§ SUPPLIED RECORDS
//! Student: the single record type managed by roster.

use chrono::NaiveDate;
use serde::{Deserialize, Serialize};

use crate::id::StudentId;

/// A student record.
///
/// `id` is `None` until the record has been persisted. Updates replace the
/// whole record; there is no partial patch.
#[derive(Debug, Clone, PartialEq, Eq, Default, Serialize, Deserialize)]
#[cfg_attr(feature = "openapi", derive(utoipa::ToSchema))]
#[serde(rename_all = "camelCase")]
pub struct Student {
    #[serde(default)]
    pub id: Option<StudentId>,
    #[serde(default)]
    #[cfg_attr(feature = "openapi", schema(example = "Mido"))]
    pub nom: String,
    #[serde(default)]
    pub prenom: Option<String>,
    #[serde(default)]
    pub date_naissance: Option<NaiveDate>,
}

impl Student {
    /// Create a builder for constructing a [`Student`].
    #[must_use]
    pub fn builder() -> StudentBuilder {
        StudentBuilder::default()
    }

    /// Return the same record carrying `id`.
    #[must_use]
    pub fn with_id(self, id: StudentId) -> Self {
        Self {
            id: Some(id),
            ..self
        }
    }

    /// Return the same record with its identifier cleared.
    #[must_use]
    pub fn without_id(self) -> Self {
        Self { id: None, ..self }
    }

    /// Birth year, if a birth date is known.
    #[must_use]
    pub fn birth_year(&self) -> Option<i32> {
        use chrono::Datelike;

        self.date_naissance.map(|date| date.year())
    }
}

/// Step-by-step builder for [`Student`].
#[derive(Debug, Default)]
pub struct StudentBuilder {
    id: Option<StudentId>,
    nom: Option<String>,
    prenom: Option<String>,
    date_naissance: Option<NaiveDate>,
}

impl StudentBuilder {
    #[must_use]
    pub fn id(mut self, id: StudentId) -> Self {
        self.id = Some(id);
        self
    }

    #[must_use]
    pub fn nom(mut self, nom: impl Into<String>) -> Self {
        self.nom = Some(nom.into());
        self
    }

    #[must_use]
    pub fn prenom(mut self, prenom: impl Into<String>) -> Self {
        self.prenom = Some(prenom.into());
        self
    }

    #[must_use]
    pub fn date_naissance(mut self, date: NaiveDate) -> Self {
        self.date_naissance = Some(date);
        self
    }

    /// Consume the builder and return a [`Student`].
    #[must_use]
    pub fn build(self) -> Student {
        Student {
            id: self.id,
            nom: self.nom.unwrap_or_default(),
            prenom: self.prenom,
            date_naissance: self.date_naissance,
        }
    }
}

§ WHAT IS NEEDED
Word for word, set down each line of the material.

§ REPLY TO THE TASK
//! Student: the single record type managed by roster.

use chrono::NaiveDate;
use serde::{Deserialize, Serialize};

use crate::id::StudentId;

/// A student record.
///
/// `id` is `None` until the record has been persisted. Updates replace the
/// whole record; there is no partial patch.
#[derive(Debug, Clone, PartialEq, Eq, Default, Serialize, Deserialize)]
#[cfg_attr(feature = "openapi", derive(utoipa::ToSchema))]
#[serde(rename_all = "camelCase")]
pub struct Student {
    #[serde(default)]
    pub id: Option<StudentId>,
    #[serde(default)]
    #[cfg_attr(feature = "openapi", schema(example = "Mido"))]
    pub nom: String,
    #[serde(default)]
    pub prenom: Option<String>,
    #[serde(default)]
    pub date_naissance: Option<NaiveDate>,
}

impl Student {
    /// Create a builder for constructing a [`Student`].
    #[must_use]
    pub fn builder() -> StudentBuilder {
        StudentBuilder::default()
    }

    /// Return the same record carrying `id`.
    #[must_use]
    pub fn with_id(self, id: StudentId) -> Self {
        Self {
            id: Some(id),
            ..self
        }
    }

    /// Return the same record with its identifier cleared.
    #[must_use]
    pub fn without_id(self) -> Self {
        Self { id: None, ..self }
    }

    /// Birth year, if a birth date is known.
    #[must_use]
    pub fn birth_year(&self) -> Option<i32> {
        use chrono::Datelike;

        self.date_naissance.map(|date| date.year())
    }
}

/// Step-by-step builder for [`Student`].
#[derive(Debug, Default)]
pub struct StudentBuilder {
    id: Option<StudentId>,
    nom: Option<String>,
    prenom: Option<String>,
    date_naissance: Option<NaiveDate>,
}

impl StudentBuilder {
    #[must_use]
    pub fn id(mut self, id: StudentId) -> Self {
        self.id = Some(id);
        self
    }

    #[must_use]
    pub fn nom(mut self, nom: impl Into<String>) -> Self {
        self.nom = Some(nom.into());
        self
    }

    #[must_use]
    pub fn prenom(mut self, prenom: impl Into<String>) -> Self {
        self.prenom = Some(prenom.into());
        self
    }

    #[must_use]
    pub fn date_naissance(mut self, date: NaiveDate) -> Self {
        self.date_naissance = Some(date);
        self
    }

    /// Consume the builder and return a [`Student`].
    #[must_use]
    pub fn build(self) -> Student {
        Student {
            id: self.id,
            nom: self.nom.unwrap_or_default(),
            prenom: self.prenom,
            date_naissance: self.date_naissance,
        }
    }
}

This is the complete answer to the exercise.